( OPEN | DAY 19 ) the brainiacs club
CHARACTERS: clarke, sam, damon, elena, murphy + everyone who wants to meet the symbiote face to (brain) face
WHERE: Hyrypia - The Graze, an impromptu coroners tent
WHEN: DAY :019
SUMMARY: Before his cremation, Lavellan still offers a few answers to some burning questions.
WARNINGS: Mentions of character death, medically accurate gore, an autopsy, a lot of talk about brains, the symbiote is terrifying, and probably puke.
( ooc | dogpile all in one thread, write your own starters post tent, someone eventually get clarke a jar to put the brain in or something please for the love of god…! basically, do whatever and have fun with it. )

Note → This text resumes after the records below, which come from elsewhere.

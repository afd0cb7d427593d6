//! Full-screen messages shown before the dashboard takes over.
//!
//! Built as draw commands so the same screens run on the host tests and the
//! simulator.

use embedded_graphics::{pixelcolor::Rgb565, prelude::*};
use solar_dash_common::{
    CommandSink, DrawCommand,
    colors::{BLACK, IMPORT, LABEL},
    config::{SCREEN_HEIGHT, SCREEN_WIDTH},
    layout::{Align, TextSize},
};

const CENTER_X: i32 = SCREEN_WIDTH as i32 / 2;
const TITLE_POS: Point = Point::new(CENTER_X, SCREEN_HEIGHT as i32 / 2 - 16);
const DETAIL_POS: Point = Point::new(CENTER_X, SCREEN_HEIGHT as i32 / 2 + 12);

fn message<S: CommandSink + ?Sized>(
    sink: &mut S,
    title: &str,
    detail: &str,
    color: Rgb565,
) {
    sink.emit(DrawCommand::Clear(BLACK));
    sink.emit(DrawCommand::text(title, TITLE_POS, TextSize::Medium, Align::Center, color));
    sink.emit(DrawCommand::text(detail, DETAIL_POS, TextSize::Value, Align::Center, LABEL));
}

/// Address obtained by DHCP, shown once after joining the network.
pub fn ip_address<S: CommandSink + ?Sized>(
    sink: &mut S,
    address: &str,
) {
    message(sink, "WiFi connected", address, LABEL);
}

/// Startup failure. The firmware stops here until it is reprovisioned.
pub fn setup_failed<S: CommandSink + ?Sized>(
    sink: &mut S,
    title: &str,
    detail: &str,
) {
    message(sink, title, detail, IMPORT);
}

#[cfg(test)]
mod tests {
    use heapless::Vec;

    use super::*;

    fn texts(batch: &Vec<DrawCommand, 8>) -> std::vec::Vec<&str> {
        batch
            .iter()
            .filter_map(|c| match c {
                DrawCommand::Text { text, .. } => Some(text.as_str()),
                _ => None,
            })
            .collect()
    }

    #[test]
    fn test_ip_screen_clears_then_shows_address() {
        let mut batch = Vec::<DrawCommand, 8>::new();
        ip_address(&mut batch, "192.168.178.100");
        assert_eq!(batch[0], DrawCommand::Clear(BLACK));
        assert_eq!(texts(&batch), ["WiFi connected", "192.168.178.100"]);
    }

    #[test]
    fn test_failure_title_in_alert_color() {
        let mut batch = Vec::<DrawCommand, 8>::new();
        setup_failed(&mut batch, "No WiFi", "check settings");
        let DrawCommand::Text { color, .. } = &batch[1] else {
            panic!("title must be text");
        };
        assert_eq!(*color, IMPORT);
    }

    #[test]
    fn test_text_centered_on_screen() {
        let mut batch = Vec::<DrawCommand, 8>::new();
        ip_address(&mut batch, "10.0.0.2");
        for command in batch.iter().skip(1) {
            let DrawCommand::Text { position, align, .. } = command else {
                panic!("expected text");
            };
            assert_eq!(position.x, 160);
            assert_eq!(*align, Align::Center);
        }
    }
}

WHERE: Hyrypia - The Graze, an impromptu coroners tent
WHEN: DAY :019
SUMMARY: Before his cremation, Lavellan still offers a few answers to some burning questions.
WARNINGS: Mentions of character death, medically accurate gore, an autopsy, a lot of talk about brains, the symbiote is terrifying, and probably puke.
( for clarke, it seems like the next logical step. first, a rough introduction to the symbiote. second, glimpses of a brain scan from the depths of john murphy's mind. third, seeing it with her own eyes.
so naturally, it doesn't take much convincing.
they have a body. when asked, they're provided with a set of odd tools and a wealth of apologies for their loss by the hyrypian natives. and before they go about building a funeral pyre, they set themselves up in a well-lit tent and carefully remove the corpse coverings. clarke's never done this before, sam's never done this before, and as intently as they hover, damon and elena offer little advice, mostly morbidly driven moral support. murphy has a wide variety of medical supplies at his side, and doesn’t say much. but it's not hard to figure out. under sharp instruments, skin cuts like butter, and dead bodies barely bleed. it's easy to get through the skin and hair, to peel it back and reveal the white bone of lavellan's skull. it's harder to look at the dead man's face, peaceful as if in a deep sleep, while fumbling for an archaic trephine and swallowing down bile.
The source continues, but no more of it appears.